**What the task requires**
Among the entries below, please repeat exactly and only the lines from the line containing "Reclaimed regions are" to the line containing "that they double.", both lines included.

**Extracted material**
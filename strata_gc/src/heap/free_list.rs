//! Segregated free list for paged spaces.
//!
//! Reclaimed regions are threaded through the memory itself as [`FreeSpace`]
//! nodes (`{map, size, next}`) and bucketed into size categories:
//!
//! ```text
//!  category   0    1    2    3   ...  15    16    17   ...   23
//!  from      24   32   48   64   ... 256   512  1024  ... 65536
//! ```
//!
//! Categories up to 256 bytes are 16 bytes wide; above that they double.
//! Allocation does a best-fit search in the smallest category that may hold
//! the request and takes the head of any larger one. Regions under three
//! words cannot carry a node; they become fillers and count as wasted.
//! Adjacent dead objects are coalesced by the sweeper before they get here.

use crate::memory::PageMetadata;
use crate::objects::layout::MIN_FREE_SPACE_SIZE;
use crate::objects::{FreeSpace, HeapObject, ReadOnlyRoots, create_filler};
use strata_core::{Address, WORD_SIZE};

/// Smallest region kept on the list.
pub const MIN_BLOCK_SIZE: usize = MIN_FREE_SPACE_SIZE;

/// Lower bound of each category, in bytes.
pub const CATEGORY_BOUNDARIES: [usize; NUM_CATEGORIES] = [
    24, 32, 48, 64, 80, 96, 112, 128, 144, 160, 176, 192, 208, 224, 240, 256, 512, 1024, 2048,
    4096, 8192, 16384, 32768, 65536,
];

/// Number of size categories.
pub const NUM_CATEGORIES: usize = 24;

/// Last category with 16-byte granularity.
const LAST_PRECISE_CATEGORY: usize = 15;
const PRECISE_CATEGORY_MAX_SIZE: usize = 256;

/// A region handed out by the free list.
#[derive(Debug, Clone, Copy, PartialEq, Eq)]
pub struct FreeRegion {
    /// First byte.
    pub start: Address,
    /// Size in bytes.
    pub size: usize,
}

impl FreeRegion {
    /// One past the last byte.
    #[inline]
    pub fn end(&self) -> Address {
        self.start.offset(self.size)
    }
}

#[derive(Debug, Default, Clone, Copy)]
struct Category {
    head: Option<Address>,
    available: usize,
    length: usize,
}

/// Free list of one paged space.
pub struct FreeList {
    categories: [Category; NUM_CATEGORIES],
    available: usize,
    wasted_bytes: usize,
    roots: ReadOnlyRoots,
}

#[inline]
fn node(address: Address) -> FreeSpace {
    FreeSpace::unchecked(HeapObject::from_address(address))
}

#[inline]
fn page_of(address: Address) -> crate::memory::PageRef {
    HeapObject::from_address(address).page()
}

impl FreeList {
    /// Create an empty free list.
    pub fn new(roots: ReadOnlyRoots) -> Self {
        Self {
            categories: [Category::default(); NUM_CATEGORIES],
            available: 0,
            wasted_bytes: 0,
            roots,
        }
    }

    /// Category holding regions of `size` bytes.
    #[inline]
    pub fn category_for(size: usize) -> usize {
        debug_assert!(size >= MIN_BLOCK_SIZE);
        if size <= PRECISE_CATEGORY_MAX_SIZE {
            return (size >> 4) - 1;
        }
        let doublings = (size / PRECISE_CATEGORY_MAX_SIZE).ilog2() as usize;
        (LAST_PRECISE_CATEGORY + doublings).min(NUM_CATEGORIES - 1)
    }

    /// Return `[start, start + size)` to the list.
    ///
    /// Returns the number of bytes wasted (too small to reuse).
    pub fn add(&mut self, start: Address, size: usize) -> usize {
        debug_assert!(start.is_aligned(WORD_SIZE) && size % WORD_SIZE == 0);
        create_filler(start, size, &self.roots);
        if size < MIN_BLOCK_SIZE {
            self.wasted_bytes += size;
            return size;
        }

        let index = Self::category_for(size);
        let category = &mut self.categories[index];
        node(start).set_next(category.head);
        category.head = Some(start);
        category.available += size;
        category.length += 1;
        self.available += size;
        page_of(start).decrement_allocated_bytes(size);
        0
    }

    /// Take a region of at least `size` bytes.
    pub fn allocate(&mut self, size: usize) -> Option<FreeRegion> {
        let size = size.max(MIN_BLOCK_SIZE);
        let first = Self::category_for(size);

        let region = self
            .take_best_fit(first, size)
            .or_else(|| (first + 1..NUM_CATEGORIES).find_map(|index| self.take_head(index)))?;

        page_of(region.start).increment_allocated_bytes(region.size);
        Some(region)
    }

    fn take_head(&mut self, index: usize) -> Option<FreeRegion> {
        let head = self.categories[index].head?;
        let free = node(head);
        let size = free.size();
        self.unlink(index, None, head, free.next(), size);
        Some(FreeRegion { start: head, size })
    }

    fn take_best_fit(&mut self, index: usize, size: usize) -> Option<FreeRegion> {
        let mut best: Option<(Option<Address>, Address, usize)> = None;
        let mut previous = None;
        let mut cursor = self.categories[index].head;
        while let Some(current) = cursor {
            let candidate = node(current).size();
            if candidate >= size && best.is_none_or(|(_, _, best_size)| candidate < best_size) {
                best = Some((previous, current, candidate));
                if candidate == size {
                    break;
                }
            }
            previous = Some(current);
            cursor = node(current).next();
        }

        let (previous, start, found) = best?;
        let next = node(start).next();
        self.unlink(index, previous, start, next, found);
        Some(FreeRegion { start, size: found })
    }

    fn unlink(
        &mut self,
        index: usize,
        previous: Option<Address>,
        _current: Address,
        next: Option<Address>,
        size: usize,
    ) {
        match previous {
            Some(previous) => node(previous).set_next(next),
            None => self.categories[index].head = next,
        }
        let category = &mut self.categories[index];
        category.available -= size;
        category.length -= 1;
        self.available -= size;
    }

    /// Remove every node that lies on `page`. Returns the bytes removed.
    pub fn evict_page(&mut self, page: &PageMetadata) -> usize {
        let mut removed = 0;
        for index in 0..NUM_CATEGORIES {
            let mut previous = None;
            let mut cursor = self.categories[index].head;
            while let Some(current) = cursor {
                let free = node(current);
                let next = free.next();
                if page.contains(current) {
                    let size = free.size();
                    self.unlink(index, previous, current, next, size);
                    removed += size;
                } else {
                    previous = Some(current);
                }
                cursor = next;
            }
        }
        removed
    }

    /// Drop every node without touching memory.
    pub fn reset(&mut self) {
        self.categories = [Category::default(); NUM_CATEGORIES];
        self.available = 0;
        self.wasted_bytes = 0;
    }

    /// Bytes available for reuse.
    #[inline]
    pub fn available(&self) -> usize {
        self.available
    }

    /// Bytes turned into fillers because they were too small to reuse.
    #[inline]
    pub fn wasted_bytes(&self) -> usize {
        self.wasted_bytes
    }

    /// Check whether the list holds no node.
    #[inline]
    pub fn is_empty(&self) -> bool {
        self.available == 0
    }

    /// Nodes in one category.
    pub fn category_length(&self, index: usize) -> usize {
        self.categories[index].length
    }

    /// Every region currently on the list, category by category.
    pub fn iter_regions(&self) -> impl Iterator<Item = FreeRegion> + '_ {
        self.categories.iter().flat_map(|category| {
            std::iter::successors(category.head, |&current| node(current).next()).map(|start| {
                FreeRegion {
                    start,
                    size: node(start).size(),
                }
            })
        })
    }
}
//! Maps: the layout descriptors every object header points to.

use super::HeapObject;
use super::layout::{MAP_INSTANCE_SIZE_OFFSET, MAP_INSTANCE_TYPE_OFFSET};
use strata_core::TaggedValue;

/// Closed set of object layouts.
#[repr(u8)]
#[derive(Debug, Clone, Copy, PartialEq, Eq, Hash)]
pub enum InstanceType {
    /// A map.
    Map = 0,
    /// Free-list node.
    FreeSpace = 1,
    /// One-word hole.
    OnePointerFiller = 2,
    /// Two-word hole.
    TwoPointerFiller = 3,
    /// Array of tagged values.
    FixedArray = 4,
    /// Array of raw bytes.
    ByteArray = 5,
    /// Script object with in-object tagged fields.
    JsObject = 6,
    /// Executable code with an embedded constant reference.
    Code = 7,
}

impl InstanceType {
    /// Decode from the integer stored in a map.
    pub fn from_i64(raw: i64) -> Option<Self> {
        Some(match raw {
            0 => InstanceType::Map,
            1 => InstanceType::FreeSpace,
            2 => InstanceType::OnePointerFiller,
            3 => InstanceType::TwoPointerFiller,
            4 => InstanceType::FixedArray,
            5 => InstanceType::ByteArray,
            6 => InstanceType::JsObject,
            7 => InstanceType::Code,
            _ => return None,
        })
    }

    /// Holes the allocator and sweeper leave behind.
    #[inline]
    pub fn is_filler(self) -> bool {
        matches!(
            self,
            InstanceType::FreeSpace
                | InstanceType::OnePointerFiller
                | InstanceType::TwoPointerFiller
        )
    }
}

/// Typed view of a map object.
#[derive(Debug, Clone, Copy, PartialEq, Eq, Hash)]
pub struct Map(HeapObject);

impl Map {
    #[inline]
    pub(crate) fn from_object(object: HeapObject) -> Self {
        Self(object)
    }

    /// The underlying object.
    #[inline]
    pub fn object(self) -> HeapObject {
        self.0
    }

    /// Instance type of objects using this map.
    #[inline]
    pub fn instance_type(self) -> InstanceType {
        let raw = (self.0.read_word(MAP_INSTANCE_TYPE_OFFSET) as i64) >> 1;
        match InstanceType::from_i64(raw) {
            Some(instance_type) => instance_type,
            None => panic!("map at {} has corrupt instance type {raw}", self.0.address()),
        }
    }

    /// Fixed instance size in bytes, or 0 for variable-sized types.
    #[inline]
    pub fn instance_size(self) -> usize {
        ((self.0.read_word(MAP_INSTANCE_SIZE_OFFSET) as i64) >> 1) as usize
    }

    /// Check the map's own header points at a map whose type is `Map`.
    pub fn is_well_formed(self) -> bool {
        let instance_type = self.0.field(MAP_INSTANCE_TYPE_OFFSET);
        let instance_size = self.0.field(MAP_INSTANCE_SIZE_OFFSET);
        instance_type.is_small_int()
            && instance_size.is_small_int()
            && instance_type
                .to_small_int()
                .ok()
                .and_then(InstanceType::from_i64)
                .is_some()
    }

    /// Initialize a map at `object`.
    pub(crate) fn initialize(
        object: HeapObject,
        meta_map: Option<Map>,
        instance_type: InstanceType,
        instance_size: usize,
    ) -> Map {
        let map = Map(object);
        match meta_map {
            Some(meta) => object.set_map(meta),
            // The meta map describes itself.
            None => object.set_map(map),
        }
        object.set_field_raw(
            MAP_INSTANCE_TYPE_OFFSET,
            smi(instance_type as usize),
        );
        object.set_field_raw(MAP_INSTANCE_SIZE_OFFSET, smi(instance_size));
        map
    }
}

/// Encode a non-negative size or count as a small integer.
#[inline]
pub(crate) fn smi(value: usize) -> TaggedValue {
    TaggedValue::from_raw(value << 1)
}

**Result below**
//! Reclaimed regions are threaded through the memory itself as [`FreeSpace`]
//! nodes (`{map, size, next}`) and bucketed into size categories:
//!
//! ```text
//!  category   0    1    2    3   ...  15    16    17   ...   23
//!  from      24   32   48   64   ... 256   512  1024  ... 65536
//! ```
//!
//! Categories up to 256 bytes are 16 bytes wide; above that they double.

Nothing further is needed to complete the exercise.